Required work
The entries follow. Copy every line in which "cost" appears.

Dataset entries:
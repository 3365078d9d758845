//! The in-memory donation store.

use crate::Error;

use super::domain::{Donation, DonationForm, DonationId, DonationType, DonorName};

/// Aggregate statistics for a (possibly filtered) set of donations.
#[derive(Debug, Clone, Copy, PartialEq)]
pub struct DonationTotals {
    /// The sum of amounts, rounded to two decimal places for display.
    pub total: f64,
    /// How many donations were counted.
    pub count: usize,
}

/// Holds the collection of donations and applies all mutations to it.
///
/// Donations are kept in insertion order, which is also the display order.
/// IDs come from a monotonically increasing counter and are never reused,
/// even after a deletion.
#[derive(Debug, Clone, PartialEq)]
pub struct DonationStore {
    donations: Vec<Donation>,
    next_id: DonationId,
}

impl Default for DonationStore {
    fn default() -> Self {
        Self::new()
    }
}

impl DonationStore {
    /// Create an empty store.
    pub fn new() -> Self {
        Self {
            donations: Vec::new(),
            next_id: 1,
        }
    }

    /// Validate `input` and append a new donation to the end of the list.
    ///
    /// Returns a copy of the stored donation, including its assigned ID.
    ///
    /// # Errors
    /// This function will return an [Error::EmptyDonorName],
    /// [Error::EmptyDonationType] or [Error::NegativeAmount] if the
    /// corresponding field is invalid.
    pub fn add(&mut self, input: &DonationForm) -> Result<Donation, Error> {
        let donation = Donation {
            id: self.next_id,
            donor_name: DonorName::new(&input.donor_name)?,
            donation_type: DonationType::new(&input.donation_type)?,
            amount: validate_amount(input.amount)?,
            date: input.date,
        };

        self.next_id += 1;
        self.donations.push(donation.clone());

        Ok(donation)
    }

    /// Replace all fields except `id` of the donation with `id`, keeping its
    /// position in the list.
    ///
    /// # Errors
    /// This function will return an:
    /// - [Error::UpdateMissingDonation] if no donation with `id` exists,
    /// - or the same validation errors as [DonationStore::add]. A failed
    ///   validation leaves the stored donation untouched.
    pub fn update(&mut self, id: DonationId, input: &DonationForm) -> Result<Donation, Error> {
        let donor_name = DonorName::new(&input.donor_name)?;
        let donation_type = DonationType::new(&input.donation_type)?;
        let amount = validate_amount(input.amount)?;

        let donation = self
            .donations
            .iter_mut()
            .find(|donation| donation.id == id)
            .ok_or(Error::UpdateMissingDonation)?;

        donation.donor_name = donor_name;
        donation.donation_type = donation_type;
        donation.amount = amount;
        donation.date = input.date;

        Ok(donation.clone())
    }

    /// Remove the donation with `id` from the list.
    ///
    /// # Errors
    /// This function will return an [Error::DeleteMissingDonation] if no
    /// donation with `id` exists.
    pub fn delete(&mut self, id: DonationId) -> Result<(), Error> {
        let index = self
            .donations
            .iter()
            .position(|donation| donation.id == id)
            .ok_or(Error::DeleteMissingDonation)?;

        self.donations.remove(index);

        Ok(())
    }

    /// Retrieve a copy of the donation with `id`.
    ///
    /// # Errors
    /// This function will return an [Error::DonationNotFound] if no donation
    /// with `id` exists.
    pub fn get(&self, id: DonationId) -> Result<Donation, Error> {
        self.donations
            .iter()
            .find(|donation| donation.id == id)
            .cloned()
            .ok_or(Error::DonationNotFound)
    }

    /// List donations in insertion order.
    ///
    /// When `filter` is set, only donations of that type are returned, in the
    /// same relative order. This is a pure read: calling it twice without a
    /// mutation in between yields identical results.
    pub fn list(&self, filter: Option<&DonationType>) -> Vec<Donation> {
        self.donations
            .iter()
            .filter(|donation| filter.is_none_or(|wanted| &donation.donation_type == wanted))
            .cloned()
            .collect()
    }

    /// Compute total and count over the same donations [DonationStore::list]
    /// would return for `filter`.
    ///
    /// An empty selection yields a total of 0.00 and a count of 0.
    pub fn stats(&self, filter: Option<&DonationType>) -> DonationTotals {
        let mut total = 0.0;
        let mut count = 0;

        for donation in &self.donations {
            if filter.is_none_or(|wanted| &donation.donation_type == wanted) {
                total += donation.amount;
                count += 1;
            }
        }

        DonationTotals {
            total: round_to_cents(total),
            count,
        }
    }

    /// The distinct donation types currently in the store, in first-seen
    /// order. Used to build the filter menu.
    pub fn types(&self) -> Vec<DonationType> {
        let mut types: Vec<DonationType> = Vec::new();

        for donation in &self.donations {
            if !types.contains(&donation.donation_type) {
                types.push(donation.donation_type.clone());
            }
        }

        types
    }
}

fn validate_amount(amount: f64) -> Result<f64, Error> {
    if amount < 0.0 {
        Err(Error::NegativeAmount(amount))
    } else {
        Ok(amount)
    }
}

fn round_to_cents(amount: f64) -> f64 {
    (amount * 100.0).round() / 100.0
}
//! The app's endpoint URIs.
//!
//! For endpoints that take a parameter, e.g., '/donations/{donation_id}/edit',
//! use [format_endpoint].

/// The root route which redirects to the donations page.
pub const ROOT: &str = "/";
/// The page listing all donations with filter controls and statistics.
pub const DONATIONS_VIEW: &str = "/donations";
/// The page for recording a new donation.
pub const NEW_DONATION_VIEW: &str = "/donations/new";
/// The page for editing an existing donation.
pub const EDIT_DONATION_VIEW: &str = "/donations/{donation_id}/edit";

/// The route to create a donation.
pub const POST_DONATION: &str = "/api/donations";
/// The route to update a donation.
pub const PUT_DONATION: &str = "/api/donations/{donation_id}";
/// The route to delete a donation.
pub const DELETE_DONATION: &str = "/api/donations/{donation_id}";
/// The route to cancel the active edit session.
pub const CANCEL_EDIT: &str = "/api/donations/edit/cancel";

/// Replace the parameter in `endpoint_path` with `id`.
///
/// A parameter is a string that starts with a left brace, followed by
/// lowercase letters or underscores, and ends with a right brace.
/// For example, in the endpoint path '/donations/{donation_id}/edit',
/// '{donation_id}' is the parameter.
///
/// This function assumes that an endpoint path only contains ASCII characters
/// and a single parameter.
///
/// If no parameter is found in `endpoint_path`, the function returns the
/// original `endpoint_path`.
pub fn format_endpoint(endpoint_path: &str, id: i64) -> String {
    let mut param_start = None;
    let mut param_end = None;

    for (i, c) in endpoint_path.chars().enumerate() {
        if c == '{' {
            param_start = Some(i);
        } else if param_start.is_some() && c == '}' {
            param_end = Some(i + 1);
            break;
        }
    }

    let param_start = match param_start {
        Some(start) => start,
        None => return endpoint_path.to_string(),
    };

    let param_end = param_end.unwrap_or(endpoint_path.len());

    format!(
        "{}{}{}",
        &endpoint_path[..param_start],
        id,
        &endpoint_path[param_end..]
    )
}
//! Implements a struct that holds the state of the web server.

use std::sync::{Arc, Mutex};

use crate::donation::{DonationStore, EditSessionController};

/// The state of the web server.
///
/// The donation store and the edit session controller are owned here and
/// shared with route handlers through `Arc<Mutex<...>>`. Each instance is
/// independent, so tests can construct as many as they need.
#[derive(Debug, Clone, Default)]
pub struct AppState {
    /// The in-memory collection of donations.
    pub donations: Arc<Mutex<DonationStore>>,

    /// Tracks which donation, if any, is currently being edited.
    pub edit_session: Arc<Mutex<EditSessionController>>,
}

impl AppState {
    /// Create a new [AppState] with an empty donation store and no active
    /// edit session.
    pub fn new() -> Self {
        Self::default()
    }
}
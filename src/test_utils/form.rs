use scraper::{ElementRef, Html, Selector};

#[track_caller]
pub(crate) fn must_get_form(html: &Html) -> ElementRef<'_> {
    html.select(&Selector::parse("form").unwrap())
        .next()
        .expect("No form found")
}

#[track_caller]
pub(crate) fn assert_hx_endpoint(form: &ElementRef<'_>, endpoint: &str, attribute: &str) {
    let got_endpoint = form
        .value()
        .attr(attribute)
        .unwrap_or_else(|| panic!("{attribute} attribute missing"));

    assert_eq!(
        got_endpoint, endpoint,
        "want form with attribute {attribute}=\"{endpoint}\", got {got_endpoint:?}"
    );
}

#[track_caller]
pub(crate) fn assert_form_input(form: &ElementRef<'_>, name: &str, type_: &str) {
    for input in form.select(&Selector::parse("input").unwrap()) {
        let input_name = input.value().attr("name").unwrap_or_default();

        if input_name == name {
            let input_type = input.value().attr("type").unwrap_or_default();
            let input_required = input.value().attr("required");

            assert_eq!(
                input_type, type_,
                "want input with type \"{type_}\", got {input_type:?}"
            );

            assert!(
                input_required.is_some(),
                "want input with name {name} to have the required attribute but got none"
            );

            return;
        }
    }

    panic!("No input found with name \"{name}\" and type \"{type_}\"");
}

#[track_caller]
pub(crate) fn assert_form_input_with_value(
    form: &ElementRef<'_>,
    name: &str,
    type_: &str,
    value: &str,
) {
    for input in form.select(&Selector::parse("input").unwrap()) {
        let input_name = input.value().attr("name").unwrap_or_default();

        if input_name == name {
            let input_type = input.value().attr("type").unwrap_or_default();
            let input_value = input.value().attr("value").unwrap_or_default();

            assert_eq!(
                input_type, type_,
                "want input with type \"{type_}\", got {input_type:?}"
            );
            assert_eq!(
                input_value, value,
                "want input with value \"{value}\", got {input_value:?}"
            );

            return;
        }
    }

    panic!("No input found with name \"{name}\" and type \"{type_}\"");
}

#[track_caller]
pub(crate) fn assert_form_submit_button(form: &ElementRef<'_>) {
    let submit_button = form
        .select(&Selector::parse("button").unwrap())
        .next()
        .expect("No button found");

    assert_eq!(
        submit_button.value().attr("type").unwrap_or_default(),
        "submit",
        "want submit button with type=\"submit\""
    );
}

#[track_caller]
pub(crate) fn assert_form_error_message(form: &ElementRef<'_>, want_error_message: &str) {
    let p = Selector::parse("p").unwrap();
    let error_message = form
        .select(&p)
        .next()
        .expect("No error message found")
        .text()
        .collect::<Vec<_>>()
        .join("");
    let got_error_message = error_message.trim();

    assert_eq!(want_error_message, got_error_message);
}
/// Everything [`CelestialGraph::add_body`] needs to register one body.
#[derive(Debug, Clone)]
pub struct NewBody {
    /// Node the representation and the orbit trace are attached under.
    pub parent: NodeId,
    pub body_type: BodyType,
    pub orbit: Option<Orbit>,
    /// Detached (or loosely attached) node drawing the body.
    pub representation: NodeId,
    /// Initial visibility of the orbit trace.
    pub always_show_path: bool,
    pub object_id: ObjectId,
    pub model: String,
    pub owner: Option<String>,
}

pub struct CelestialGraph {
    scene: SceneTree,
    bodies: Vec<CelestialBody>,
    name_index: HashMap<String, BodyId>,
    points: PointCloudBuffer,
    variants: VariantTable,
    visuals: BodyVisualConfig,
    config: SceneConfig,
    listener: Box<dyn PlayerObjectListener>,
    backdrop: NodeId,
    epoch: JulianDate,
}
//! # Asteroid representations
//!
//! Builds the LOD node of one asteroid from its feed record:
//!
//! 1. the [`VariantTable`](crate::asteroid::variant::VariantTable) picks the shape variant from
//!    the display name,
//! 2. a [`StdRng`] seeded from the record draws the per-axis scale and the initial rotation,
//! 3. one unit sphere mesh per variant tier is created under a `Lod` node, finest first.
//!
//! Every asteroid owns its generator, so the shape of one asteroid never depends on how many
//! others were built before it.

use nalgebra::Vector3;
use rand::{rngs::StdRng, SeedableRng};

use crate::{
    constants::{ObjectId, ASTEROID_DIFFUSE},
    feed::AsteroidRecord,
    orrery_errors::OrreryError,
    scene::{
        geometry::{Geometry, Material, Mesh},
        lod::LodLevels,
        transform::Transform,
        NodeId, NodeKind, SceneTree,
    },
};

pub mod variant;

use variant::AsteroidVariant;

pub const ASTEROID_TEXTURE: &str = "img/textures/asteroid_small.jpg";

const FNV_OFFSET: u64 = 0xcbf2_9ce4_8422_2325;
const FNV_PRIME: u64 = 0x0000_0100_0000_01b3;

fn fnv1a(seed: u64, bytes: &[u8]) -> u64 {
    bytes
        .iter()
        .fold(seed, |hash, b| (hash ^ u64::from(*b)).wrapping_mul(FNV_PRIME))
}

/// Seed of the generator of one asteroid, stable across runs.
pub fn asteroid_seed(object_id: ObjectId, orbit_id: &str, salt: u64) -> u64 {
    let hash = fnv1a(FNV_OFFSET, &salt.to_le_bytes());
    let hash = fnv1a(hash, &object_id.to_le_bytes());
    fnv1a(hash, orbit_id.as_bytes())
}

/// Emissive tint (0xRRGGBB) of the asteroids owned by `owner`.
///
/// The owner name is hashed to a hue; saturation and lightness are fixed so that every owner
/// color stays readable against the dark diffuse base.
///
/// Return
/// ------
/// * `None` for unowned asteroids, which keep a neutral tint.
pub fn owner_tint(owner: Option<&str>) -> Option<u32> {
    let owner = owner.filter(|o| !o.is_empty())?;
    let hue = (fnv1a(FNV_OFFSET, owner.as_bytes()) % 360) as f64;
    Some(hsl_to_rgb(hue, 0.8, 0.35))
}

fn hsl_to_rgb(hue: f64, saturation: f64, lightness: f64) -> u32 {
    let chroma = (1.0 - (2.0 * lightness - 1.0).abs()) * saturation;
    let h = hue / 60.0;
    let x = chroma * (1.0 - (h % 2.0 - 1.0).abs());
    let (r, g, b) = match h as u32 {
        0 => (chroma, x, 0.0),
        1 => (x, chroma, 0.0),
        2 => (0.0, chroma, x),
        3 => (0.0, x, chroma),
        4 => (x, 0.0, chroma),
        _ => (chroma, 0.0, x),
    };
    let m = lightness - chroma / 2.0;
    let channel = |c: f64| ((c + m) * 255.0).round().clamp(0.0, 255.0) as u32;
    (channel(r) << 16) | (channel(g) << 8) | channel(b)
}

/// Base size of an asteroid, scaled by its diameter when the feed has one.
pub fn base_size(asteroid_size: f64, diameter: Option<f64>) -> f64 {
    match diameter {
        Some(d) if d.is_finite() && d > 0.0 => asteroid_size * d / 100.0,
        _ => asteroid_size,
    }
}

/// Shape drawn for one asteroid, kept for inspection after the meshes are built.
#[derive(Debug, Clone, PartialEq)]
pub struct AsteroidShape {
    pub variant: String,
    pub scale: Vector3<f64>,
    pub rotation: Vector3<f64>,
}

/// Create the detached LOD node of `record`.
///
/// Arguments
/// ---------
/// * `scene` – Tree receiving the LOD node and its tier meshes.
/// * `record` – Asteroid feed record.
/// * `variant` – Shape variant, usually selected from the record display name.
/// * `asteroid_size` – Base size before diameter scaling.
/// * `seed_salt` – Mixed into every per-asteroid seed.
///
/// Return
/// ------
/// * The LOD node and the drawn shape.
pub fn build_asteroid_lod(
    scene: &mut SceneTree,
    record: &AsteroidRecord,
    variant: &AsteroidVariant,
    asteroid_size: f64,
    seed_salt: u64,
) -> Result<(NodeId, AsteroidShape), OrreryError> {
    let mut rng = StdRng::seed_from_u64(asteroid_seed(
        record.object_id,
        &record.orbit_id,
        seed_salt,
    ));
    let base = base_size(asteroid_size, record.diameter);
    let scale = variant.sample_scale(base, &mut rng);
    let rotation = variant.rotation.sample(&mut rng);

    let material = Material {
        shader: variant.shader,
        color: ASTEROID_DIFFUSE,
        emissive: owner_tint(record.owner_id.as_deref()),
        ..Material::textured(ASTEROID_TEXTURE, None)
    };
    let tier_transform = Transform::identity()
        .with_rotation(Transform::euler_xyz(rotation.x, rotation.y, rotation.z))
        .with_scale(scale);

    let lod = scene.create(
        record.display_name.as_str(),
        NodeKind::Lod(LodLevels::new()),
        Transform::identity(),
    );
    let mut levels = LodLevels::new();
    for (k, tier) in variant.tiers.iter().enumerate() {
        let geometry = Geometry::sphere(1.0, tier.segments);
        let cost = geometry.triangle_count();
        let node = scene.create_child(
            lod,
            format!("{} lod {k}", record.display_name),
            NodeKind::Mesh(Mesh::new(geometry, material.clone())),
            tier_transform.clone(),
        )?;
        levels.add_level(tier.distance, node, cost)?;
    }
    if let Some(node) = scene.node_mut(lod) {
        node.kind = NodeKind::Lod(levels);
    }
    scene.select_lod(lod, 0.0)?;

    Ok((
        lod,
        AsteroidShape {
            variant: variant.name.clone(),
            scale,
            rotation,
        },
    ))
}

#[cfg(test)]
mod asteroid_test {
    use super::*;
    use crate::{
        asteroid::variant::VariantTable,
        constants::{ASTEROID_SIZE, LOD_DISTANCES},
        orbital_elements::test_orbital_elements::earth_like,
        scene::geometry::ShaderKind,
    };

    fn record(name: &str, diameter: Option<f64>) -> AsteroidRecord {
        AsteroidRecord {
            orbit_id: format!("orbit-{name}"),
            owner_id: Some("alice".into()),
            object_id: 4,
            elements: earth_like(),
            display_name: name.into(),
            diameter,
        }
    }

    #[test]
    fn test_vesta_lod() {
        let mut scene = SceneTree::new();
        let table = VariantTable::standard(LOD_DISTANCES);
        let rec = record("4 Vesta", None);
        let (lod, shape) =
            build_asteroid_lod(&mut scene, &rec, table.select(&rec.display_name), ASTEROID_SIZE, 0)
                .unwrap();

        assert_eq!(shape.variant, "Vesta");
        assert_ne!(shape.scale.x, ASTEROID_SIZE);
        assert_ne!(shape.scale.y, ASTEROID_SIZE);
        assert_eq!(shape.scale.z, ASTEROID_SIZE);
        assert_eq!(shape.rotation, Vector3::zeros());

        let NodeKind::Lod(levels) = &scene.node(lod).unwrap().kind else {
            panic!("not a LOD node");
        };
        let segments: Vec<u32> = levels
            .levels()
            .iter()
            .map(|l| match &scene.node(l.node).unwrap().kind {
                NodeKind::Mesh(Mesh {
                    geometry: Geometry::Sphere { width_segments, .. },
                    material,
                }) => {
                    assert_eq!(material.shader, ShaderKind::Lambert);
                    assert_eq!(material.color, ASTEROID_DIFFUSE);
                    *width_segments
                }
                other => panic!("unexpected tier {other:?}"),
            })
            .collect();
        assert_eq!(segments, vec![10, 8, 6]);
        // finest tier shown first
        assert_eq!(levels.active(), 0);
    }

    #[test]
    fn test_default_variant_is_irregular() {
        let mut scene = SceneTree::new();
        let table = VariantTable::standard(LOD_DISTANCES);
        let rec = record("433 Eros", Some(200.0));
        let (_, shape) =
            build_asteroid_lod(&mut scene, &rec, table.select(&rec.display_name), ASTEROID_SIZE, 0)
                .unwrap();
        assert_eq!(shape.variant, "irregular");
        // diameter 200 doubles the base size before jitter
        for k in 0..3 {
            assert!((2.0..6.0).contains(&shape.scale[k]));
        }
    }

    #[test]
    fn test_same_record_same_shape() {
        let table = VariantTable::standard(LOD_DISTANCES);
        let rec = record("433 Eros", None);
        let variant = table.select(&rec.display_name);

        let (_, a) = build_asteroid_lod(&mut SceneTree::new(), &rec, variant, ASTEROID_SIZE, 9).unwrap();
        let (_, b) = build_asteroid_lod(&mut SceneTree::new(), &rec, variant, ASTEROID_SIZE, 9).unwrap();
        assert_eq!(a, b);

        let other = AsteroidRecord {
            object_id: 5,
            ..rec.clone()
        };
        let (_, c) = build_asteroid_lod(&mut SceneTree::new(), &other, variant, ASTEROID_SIZE, 9).unwrap();
        assert_ne!(a.scale, c.scale);
    }

    #[test]
    fn test_owner_tint() {
        assert_eq!(owner_tint(None), None);
        assert_eq!(owner_tint(Some("")), None);
        assert_eq!(owner_tint(Some("alice")), owner_tint(Some("alice")));
        assert!(owner_tint(Some("alice")).unwrap() <= 0xff_ff_ff);
    }

    #[test]
    fn test_base_size() {
        assert_eq!(base_size(2.0, None), 2.0);
        assert_eq!(base_size(2.0, Some(50.0)), 1.0);
        assert_eq!(base_size(2.0, Some(-1.0)), 2.0);
    }
}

Completed exercise
        let cost = geometry.triangle_count();
        levels.add_level(tier.distance, node, cost)?;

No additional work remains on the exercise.